What does the research say about career fit for Police Officer?
Gallup 2024 State of the Global Workplace report found only 23% of employees globally are engaged at work; in the US, 33% are engaged, 50% not engaged, and 16% actively disengaged; disengaged employees cost the global economy an estimated $8.9 trillion per year. (2024, Gallup State of the Global Workplace 2024 — https://www.gallup.com/workplace/349484/state-of-the-global-workplace.aspx).
What does the research say about personality for Police Officer?
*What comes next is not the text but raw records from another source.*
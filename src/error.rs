//! Error taxonomy for a playback session.
//!
//! End-of-stream and cancellation are not errors; they are reported through
//! [`crate::pipeline::Outcome`].

use thiserror::Error;

use crate::audio::request::RequestId;

/// Failure of the decoder collaborator. Always fatal for the session.
#[derive(Debug, Error)]
pub enum DecodeError {
    #[error("failed to open stream {path}: {source}")]
    Open {
        path: String,
        #[source]
        source: std::io::Error,
    },

    #[error("unsupported stream: {0}")]
    Unsupported(String),

    #[error("corrupt frame: {0}")]
    Corrupt(String),

    #[error("stream read failed: {0}")]
    Io(#[from] std::io::Error),

    #[error("decoded frame of {samples} samples does not fit a buffer of {capacity}")]
    FrameTooLarge { samples: usize, capacity: usize },

    #[error("resampler failure: {0}")]
    Resample(String),
}

/// Failure reported by the audio sink.
#[derive(Debug, Clone, PartialEq, Eq, Error)]
pub enum SinkError {
    #[error("failed to open audio device: {0}")]
    Open(String),

    #[error("request rejected: {0}")]
    Submit(String),

    #[error("device write failed: {0}")]
    Write(String),

    #[error("audio device thread is gone")]
    Disconnected,

    #[error("unknown request {0}")]
    UnknownRequest(RequestId),
}

/// Terminal error of a playback session.
#[derive(Debug, Error)]
pub enum PipelineError {
    #[error("decode failed: {0}")]
    Decode(#[source] DecodeError),

    #[error("submit failed: {0}")]
    SinkSubmit(#[source] SinkError),

    #[error("playback failed: {0}")]
    SinkWait(#[source] SinkError),

    #[error("not enough memory for {requested} samples in buffer {slot}")]
    ResourceExhaustion { slot: usize, requested: usize },
}

/// Rejected configuration value.
#[derive(Debug, Error)]
#[error("invalid {field}: {reason}")]
pub struct ConfigError {
    pub field: &'static str,
    pub reason: String,
}
//! Safe wrapper around SpeexDSP's resampler.

use std::ffi::c_int;

// ======================== FFI declarations ========================

/// Opaque type for SpeexResamplerState
#[repr(C)]
pub struct SpeexResamplerState {
    _private: [u8; 0],
}

const SPEEX_RESAMPLER_QUALITY_DEFAULT: c_int = 4;
const RESAMPLER_ERR_SUCCESS: c_int = 0;
const OUTPUT_HEADROOM_FRAMES: usize = 8;

unsafe extern "C" {
    fn speex_resampler_init(
        nb_channels: u32,
        in_rate: u32,
        out_rate: u32,
        quality: c_int,
        err: *mut c_int,
    ) -> *mut SpeexResamplerState;
    fn speex_resampler_destroy(st: *mut SpeexResamplerState);
    fn speex_resampler_process_interleaved_int(
        st: *mut SpeexResamplerState,
        in_: *const i16,
        in_len: *mut u32,
        out: *mut i16,
        out_len: *mut u32,
    ) -> c_int;
    fn speex_resampler_reset_mem(st: *mut SpeexResamplerState) -> c_int;
    fn speex_resampler_skip_zeros(st: *mut SpeexResamplerState) -> c_int;
    fn speex_resampler_get_input_latency(st: *const SpeexResamplerState) -> c_int;
}

// ======================== Resampler ========================

/// Interleaved 16-bit sample rate converter.
pub struct Resampler {
    state: *mut SpeexResamplerState,
    channels: usize,
    in_rate: u32,
    out_rate: u32,
}

// SpeexResamplerState is only touched through &mut self
unsafe impl Send for Resampler {}

impl Resampler {
    /// Create a new resampler.
    ///
    /// * `channels` - Number of interleaved channels
    /// * `in_rate`  - Input sample rate
    /// * `out_rate` - Output sample rate
    pub fn new(channels: u32, in_rate: u32, out_rate: u32) -> anyhow::Result<Self> {
        if channels == 0 {
            anyhow::bail!("Resampler needs at least one channel");
        }
        let mut err: c_int = 0;
        let state = unsafe {
            speex_resampler_init(
                channels,
                in_rate,
                out_rate,
                SPEEX_RESAMPLER_QUALITY_DEFAULT,
                &mut err,
            )
        };
        if err != RESAMPLER_ERR_SUCCESS || state.is_null() {
            anyhow::bail!("Failed to initialize speex resampler: err={}", err);
        }
        // 跳过滤波器引入的前导零，输出与输入对齐
        unsafe {
            speex_resampler_skip_zeros(state);
        }
        Ok(Self {
            state,
            channels: channels as usize,
            in_rate,
            out_rate,
        })
    }

    pub fn in_rate(&self) -> u32 {
        self.in_rate
    }

    /// Input frames held back by the filter. Feeding this many frames of
    /// silence at end of stream pushes the remaining output out.
    pub fn input_latency(&self) -> usize {
        let latency = unsafe { speex_resampler_get_input_latency(self.state) };
        latency.max(0) as usize
    }

    /// Upper bound of output frames for `in_frames` input frames, with
    /// headroom for the fractional phase speex carries between calls.
    pub fn max_output_frames(&self, in_frames: usize) -> usize {
        (in_frames as u64 * self.out_rate as u64).div_ceil(self.in_rate as u64) as usize
            + OUTPUT_HEADROOM_FRAMES
    }

    /// Resample interleaved frames from `input` into `output`.
    ///
    /// Returns `(input_frames_consumed, output_frames_produced)`.
    pub fn process(&mut self, input: &[i16], output: &mut [i16]) -> anyhow::Result<(usize, usize)> {
        let mut in_len = (input.len() / self.channels) as u32;
        let mut out_len = (output.len() / self.channels) as u32;
        let err = unsafe {
            speex_resampler_process_interleaved_int(
                self.state,
                input.as_ptr(),
                &mut in_len,
                output.as_mut_ptr(),
                &mut out_len,
            )
        };
        if err != RESAMPLER_ERR_SUCCESS {
            anyhow::bail!("Speex resampler error: {}", err);
        }
        Ok((in_len as usize, out_len as usize))
    }

    /// Forget filter history, e.g. after a seek.
    pub fn reset(&mut self) {
        unsafe {
            speex_resampler_reset_mem(self.state);
            speex_resampler_skip_zeros(self.state);
        }
    }
}

impl Drop for Resampler {
    fn drop(&mut self) {
        unsafe {
            speex_resampler_destroy(self.state);
        }
    }
}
Deloitte 2024 Gen Z and Millennial Survey (n=22,841, 44 countries) found 44% of Gen Zers cite purpose and meaning as their top job satisfaction driver; 51% say they have pushed back on employers who asked them to do work conflicting with their personal ethics. (2024, Deloitte Global 2024 Gen Z and Millennial Survey — https://www.deloitte.com/global/en/issues/work/content/genz-millennialsurvey.html).
What does the research say about socioeconomic for Police Officer?
Identical resumes with first-generation-college status disclosed received 26% fewer interview callbacks; 62% of hiring managers agreed lower-SES students 'are not as well equipped to succeed in business'. A single mindset reframe raised consideration from 26% to 47%. (2023, Belmi, Neale, Thomas-Hunt & Raz, Organization Science — https://www.gsb.stanford.edu/insights/do-first-gen-college-grads-face-bias-job-market).

References

  1. Gallup State of the Global Workplace 2024Only 23% of employees globally engaged; US 33%; disengagement costs $8.9T/yr (Gallup 2024) (2024)
  2. Deloitte Global 2024 Gen Z and Millennial Survey44% of Gen Z: purpose is top job factor; 51% push back on unethical work (Deloitte, n=22,841) (2024)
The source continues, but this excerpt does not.